Only the lines from the beginning of the data below through the line containing "SheetTranslatorError::UnsupportedFileType(_)" belong in the response, each copied exactly.

Stored items:

--

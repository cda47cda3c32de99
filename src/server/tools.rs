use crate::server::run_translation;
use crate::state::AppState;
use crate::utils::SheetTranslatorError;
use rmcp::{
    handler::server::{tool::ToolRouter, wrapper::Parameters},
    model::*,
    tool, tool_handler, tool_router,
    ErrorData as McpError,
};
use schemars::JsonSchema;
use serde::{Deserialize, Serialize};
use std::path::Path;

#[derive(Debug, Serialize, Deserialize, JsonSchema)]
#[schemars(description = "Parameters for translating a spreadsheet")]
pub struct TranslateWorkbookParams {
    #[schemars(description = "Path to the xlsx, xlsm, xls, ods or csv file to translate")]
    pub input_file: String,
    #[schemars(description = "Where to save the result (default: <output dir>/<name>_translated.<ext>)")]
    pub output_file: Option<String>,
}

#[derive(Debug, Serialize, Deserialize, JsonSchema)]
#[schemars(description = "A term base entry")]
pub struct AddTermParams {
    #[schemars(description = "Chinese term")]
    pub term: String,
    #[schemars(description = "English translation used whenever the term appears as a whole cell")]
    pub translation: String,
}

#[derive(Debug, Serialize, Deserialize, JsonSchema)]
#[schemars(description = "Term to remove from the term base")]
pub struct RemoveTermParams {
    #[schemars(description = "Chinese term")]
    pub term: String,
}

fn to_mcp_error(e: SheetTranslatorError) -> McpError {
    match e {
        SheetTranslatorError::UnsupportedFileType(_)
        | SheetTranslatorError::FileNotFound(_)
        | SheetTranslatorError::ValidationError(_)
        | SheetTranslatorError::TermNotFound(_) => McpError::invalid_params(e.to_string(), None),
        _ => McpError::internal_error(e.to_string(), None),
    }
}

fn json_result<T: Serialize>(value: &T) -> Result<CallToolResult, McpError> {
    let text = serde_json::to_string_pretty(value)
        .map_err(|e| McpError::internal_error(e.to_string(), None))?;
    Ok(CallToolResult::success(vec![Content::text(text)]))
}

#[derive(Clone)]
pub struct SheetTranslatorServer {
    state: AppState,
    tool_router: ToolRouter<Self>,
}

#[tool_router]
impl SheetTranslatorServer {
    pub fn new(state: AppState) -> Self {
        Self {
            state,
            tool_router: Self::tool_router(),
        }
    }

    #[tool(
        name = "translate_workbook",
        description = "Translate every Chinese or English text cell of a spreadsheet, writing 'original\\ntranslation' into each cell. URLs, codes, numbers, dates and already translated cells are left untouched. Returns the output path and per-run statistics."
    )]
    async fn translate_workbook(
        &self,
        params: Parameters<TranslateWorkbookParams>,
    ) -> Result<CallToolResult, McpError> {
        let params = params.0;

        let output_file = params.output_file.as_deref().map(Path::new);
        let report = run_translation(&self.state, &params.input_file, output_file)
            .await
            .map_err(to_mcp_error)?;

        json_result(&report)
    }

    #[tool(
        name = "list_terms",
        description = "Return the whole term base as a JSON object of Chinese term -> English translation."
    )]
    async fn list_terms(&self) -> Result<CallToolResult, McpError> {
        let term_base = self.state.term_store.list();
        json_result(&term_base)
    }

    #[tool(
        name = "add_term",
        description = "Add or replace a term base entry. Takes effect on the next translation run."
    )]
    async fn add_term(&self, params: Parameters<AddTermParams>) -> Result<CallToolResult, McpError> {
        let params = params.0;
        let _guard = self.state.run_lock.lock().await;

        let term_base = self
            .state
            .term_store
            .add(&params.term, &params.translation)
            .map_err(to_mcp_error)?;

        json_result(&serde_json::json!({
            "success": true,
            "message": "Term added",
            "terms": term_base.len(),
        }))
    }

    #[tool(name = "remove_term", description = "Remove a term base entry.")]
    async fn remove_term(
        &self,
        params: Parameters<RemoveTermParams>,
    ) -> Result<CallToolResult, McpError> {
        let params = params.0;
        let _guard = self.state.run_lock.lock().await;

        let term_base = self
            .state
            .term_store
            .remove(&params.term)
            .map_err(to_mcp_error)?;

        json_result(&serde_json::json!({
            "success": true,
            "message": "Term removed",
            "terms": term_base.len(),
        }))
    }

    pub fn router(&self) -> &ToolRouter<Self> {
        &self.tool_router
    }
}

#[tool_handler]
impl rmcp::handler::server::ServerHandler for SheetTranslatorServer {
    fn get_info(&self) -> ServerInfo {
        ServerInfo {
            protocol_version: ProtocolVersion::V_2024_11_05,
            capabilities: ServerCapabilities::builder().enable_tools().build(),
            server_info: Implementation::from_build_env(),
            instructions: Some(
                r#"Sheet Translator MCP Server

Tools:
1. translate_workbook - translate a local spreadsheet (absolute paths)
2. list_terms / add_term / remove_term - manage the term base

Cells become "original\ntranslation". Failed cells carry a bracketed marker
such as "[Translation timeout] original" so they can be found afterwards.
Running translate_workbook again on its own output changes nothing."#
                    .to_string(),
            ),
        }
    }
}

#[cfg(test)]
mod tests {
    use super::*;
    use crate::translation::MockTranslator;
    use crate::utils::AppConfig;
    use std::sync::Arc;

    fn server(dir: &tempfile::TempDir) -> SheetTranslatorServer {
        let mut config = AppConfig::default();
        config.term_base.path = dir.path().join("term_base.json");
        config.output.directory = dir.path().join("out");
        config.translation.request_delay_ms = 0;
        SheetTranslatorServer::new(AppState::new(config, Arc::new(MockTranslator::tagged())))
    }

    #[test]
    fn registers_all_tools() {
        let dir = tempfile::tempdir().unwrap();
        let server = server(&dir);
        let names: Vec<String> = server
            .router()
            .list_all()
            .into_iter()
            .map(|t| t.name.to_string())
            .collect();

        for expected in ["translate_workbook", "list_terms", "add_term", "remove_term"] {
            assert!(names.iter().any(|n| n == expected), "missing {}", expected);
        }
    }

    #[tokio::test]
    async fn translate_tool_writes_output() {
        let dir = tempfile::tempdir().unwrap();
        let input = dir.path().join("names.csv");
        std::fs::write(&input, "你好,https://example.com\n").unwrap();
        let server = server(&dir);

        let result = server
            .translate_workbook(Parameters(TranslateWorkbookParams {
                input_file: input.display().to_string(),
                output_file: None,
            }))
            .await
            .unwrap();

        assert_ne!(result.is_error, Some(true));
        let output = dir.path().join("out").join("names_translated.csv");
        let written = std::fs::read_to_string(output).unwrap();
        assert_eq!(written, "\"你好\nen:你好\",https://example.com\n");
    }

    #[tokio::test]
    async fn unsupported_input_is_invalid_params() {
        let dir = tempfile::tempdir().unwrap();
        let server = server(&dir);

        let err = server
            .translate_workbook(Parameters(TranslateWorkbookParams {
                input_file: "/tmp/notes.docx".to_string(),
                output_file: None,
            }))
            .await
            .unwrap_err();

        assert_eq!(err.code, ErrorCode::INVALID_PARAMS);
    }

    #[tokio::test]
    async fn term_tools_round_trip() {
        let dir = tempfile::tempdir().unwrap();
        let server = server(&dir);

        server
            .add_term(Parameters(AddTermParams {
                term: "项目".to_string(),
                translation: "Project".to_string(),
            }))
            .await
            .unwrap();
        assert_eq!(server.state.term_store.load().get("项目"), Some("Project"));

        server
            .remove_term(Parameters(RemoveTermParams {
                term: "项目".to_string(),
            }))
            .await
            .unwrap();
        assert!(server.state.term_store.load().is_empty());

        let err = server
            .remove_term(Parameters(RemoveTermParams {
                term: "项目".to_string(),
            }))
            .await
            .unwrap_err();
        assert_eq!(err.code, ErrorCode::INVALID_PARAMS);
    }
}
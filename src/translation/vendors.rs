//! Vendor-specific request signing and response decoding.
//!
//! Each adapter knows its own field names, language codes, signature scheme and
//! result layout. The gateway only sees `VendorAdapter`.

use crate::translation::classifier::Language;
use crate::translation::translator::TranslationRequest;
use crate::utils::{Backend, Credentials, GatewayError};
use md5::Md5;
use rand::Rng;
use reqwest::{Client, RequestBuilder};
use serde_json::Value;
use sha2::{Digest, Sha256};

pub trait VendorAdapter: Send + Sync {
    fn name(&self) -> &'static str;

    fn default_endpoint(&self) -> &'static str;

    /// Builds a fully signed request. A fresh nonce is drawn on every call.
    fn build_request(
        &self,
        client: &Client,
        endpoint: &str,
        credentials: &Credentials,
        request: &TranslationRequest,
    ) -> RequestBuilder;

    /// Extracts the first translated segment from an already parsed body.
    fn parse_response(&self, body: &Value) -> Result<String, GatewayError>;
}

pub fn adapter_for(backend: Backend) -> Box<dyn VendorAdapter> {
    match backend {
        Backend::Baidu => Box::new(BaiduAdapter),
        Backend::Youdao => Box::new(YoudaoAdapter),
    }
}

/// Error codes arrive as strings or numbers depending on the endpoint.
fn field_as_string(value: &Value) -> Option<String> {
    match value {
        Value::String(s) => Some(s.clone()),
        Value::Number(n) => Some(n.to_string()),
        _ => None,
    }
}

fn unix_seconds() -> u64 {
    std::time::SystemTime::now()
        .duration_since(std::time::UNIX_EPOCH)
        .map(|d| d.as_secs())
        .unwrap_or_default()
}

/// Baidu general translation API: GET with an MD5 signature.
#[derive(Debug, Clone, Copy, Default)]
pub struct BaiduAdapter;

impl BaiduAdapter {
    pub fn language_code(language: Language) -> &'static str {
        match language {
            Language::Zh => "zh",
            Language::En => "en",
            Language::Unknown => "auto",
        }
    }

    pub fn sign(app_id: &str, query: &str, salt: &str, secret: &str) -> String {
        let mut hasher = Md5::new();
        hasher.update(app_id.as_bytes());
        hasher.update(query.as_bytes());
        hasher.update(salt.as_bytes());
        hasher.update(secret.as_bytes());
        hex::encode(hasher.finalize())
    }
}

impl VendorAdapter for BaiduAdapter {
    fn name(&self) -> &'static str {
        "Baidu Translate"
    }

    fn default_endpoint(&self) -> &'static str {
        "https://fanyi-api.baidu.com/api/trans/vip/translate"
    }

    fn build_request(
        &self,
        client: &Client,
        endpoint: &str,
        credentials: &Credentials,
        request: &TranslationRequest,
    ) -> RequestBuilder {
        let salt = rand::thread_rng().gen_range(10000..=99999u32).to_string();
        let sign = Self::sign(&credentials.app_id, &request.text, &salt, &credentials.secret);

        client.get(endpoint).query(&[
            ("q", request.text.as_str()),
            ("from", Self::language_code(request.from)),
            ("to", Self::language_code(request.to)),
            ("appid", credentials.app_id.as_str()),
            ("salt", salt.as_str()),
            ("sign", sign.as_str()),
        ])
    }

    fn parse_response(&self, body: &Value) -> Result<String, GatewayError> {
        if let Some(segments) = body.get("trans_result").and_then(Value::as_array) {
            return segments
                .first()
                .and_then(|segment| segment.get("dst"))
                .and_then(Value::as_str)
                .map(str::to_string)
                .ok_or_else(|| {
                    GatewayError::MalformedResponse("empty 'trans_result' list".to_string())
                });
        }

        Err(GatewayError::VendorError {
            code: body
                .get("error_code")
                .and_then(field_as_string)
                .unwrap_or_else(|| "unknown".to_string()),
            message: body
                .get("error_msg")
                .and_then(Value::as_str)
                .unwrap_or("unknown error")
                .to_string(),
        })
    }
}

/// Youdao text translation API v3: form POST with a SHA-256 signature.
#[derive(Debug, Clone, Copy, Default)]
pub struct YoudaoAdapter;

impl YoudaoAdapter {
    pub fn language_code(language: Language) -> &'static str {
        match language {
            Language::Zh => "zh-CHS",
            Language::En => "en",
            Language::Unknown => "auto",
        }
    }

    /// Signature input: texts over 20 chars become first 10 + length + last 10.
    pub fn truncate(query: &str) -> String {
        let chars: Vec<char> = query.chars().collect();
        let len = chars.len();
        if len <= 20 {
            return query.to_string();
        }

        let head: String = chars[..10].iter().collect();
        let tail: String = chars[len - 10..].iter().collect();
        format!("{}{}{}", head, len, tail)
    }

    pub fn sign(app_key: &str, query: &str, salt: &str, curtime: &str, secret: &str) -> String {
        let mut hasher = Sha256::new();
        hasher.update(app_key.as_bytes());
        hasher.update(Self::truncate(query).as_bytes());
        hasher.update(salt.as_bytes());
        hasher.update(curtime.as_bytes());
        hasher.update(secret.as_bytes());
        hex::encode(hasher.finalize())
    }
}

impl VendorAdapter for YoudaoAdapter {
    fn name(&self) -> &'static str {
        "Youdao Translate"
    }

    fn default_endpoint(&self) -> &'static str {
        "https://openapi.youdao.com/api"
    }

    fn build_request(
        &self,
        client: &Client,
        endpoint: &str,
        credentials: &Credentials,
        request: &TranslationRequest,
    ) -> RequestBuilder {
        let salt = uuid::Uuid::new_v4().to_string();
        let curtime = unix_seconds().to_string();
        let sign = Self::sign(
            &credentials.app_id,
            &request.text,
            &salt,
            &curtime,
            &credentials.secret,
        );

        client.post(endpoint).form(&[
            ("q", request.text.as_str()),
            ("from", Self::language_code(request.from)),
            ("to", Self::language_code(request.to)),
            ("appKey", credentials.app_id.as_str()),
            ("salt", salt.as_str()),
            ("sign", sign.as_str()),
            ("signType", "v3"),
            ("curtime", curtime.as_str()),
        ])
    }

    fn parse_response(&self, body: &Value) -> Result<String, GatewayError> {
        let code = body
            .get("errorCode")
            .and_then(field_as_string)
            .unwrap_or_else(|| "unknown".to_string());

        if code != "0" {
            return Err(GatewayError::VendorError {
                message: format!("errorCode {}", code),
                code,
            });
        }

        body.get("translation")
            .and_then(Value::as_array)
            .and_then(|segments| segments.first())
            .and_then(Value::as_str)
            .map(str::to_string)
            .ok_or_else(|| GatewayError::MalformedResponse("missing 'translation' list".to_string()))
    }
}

--

• Response to this task:
repository cda47cda3c32de99
filename src/server/tools.rs
use crate::server::run_translation;
use crate::state::AppState;
use crate::utils::SheetTranslatorError;
use rmcp::{
    handler::server::{tool::ToolRouter, wrapper::Parameters},
    model::*,
    tool, tool_handler, tool_router,
    ErrorData as McpError,
};
use schemars::JsonSchema;
use serde::{Deserialize, Serialize};
use std::path::Path;

#[derive(Debug, Serialize, Deserialize, JsonSchema)]
#[schemars(description = "Parameters for translating a spreadsheet")]
pub struct TranslateWorkbookParams {
    #[schemars(description = "Path to the xlsx, xlsm, xls, ods or csv file to translate")]
    pub input_file: String,
    #[schemars(description = "Where to save the result (default: <output dir>/<name>_translated.<ext>)")]
    pub output_file: Option<String>,
}

#[derive(Debug, Serialize, Deserialize, JsonSchema)]
#[schemars(description = "A term base entry")]
pub struct AddTermParams {
    #[schemars(description = "Chinese term")]
    pub term: String,
    #[schemars(description = "English translation used whenever the term appears as a whole cell")]
    pub translation: String,
}

#[derive(Debug, Serialize, Deserialize, JsonSchema)]
#[schemars(description = "Term to remove from the term base")]
pub struct RemoveTermParams {
    #[schemars(description = "Chinese term")]
    pub term: String,
}

fn to_mcp_error(e: SheetTranslatorError) -> McpError {
    match e {
        SheetTranslatorError::UnsupportedFileType(_)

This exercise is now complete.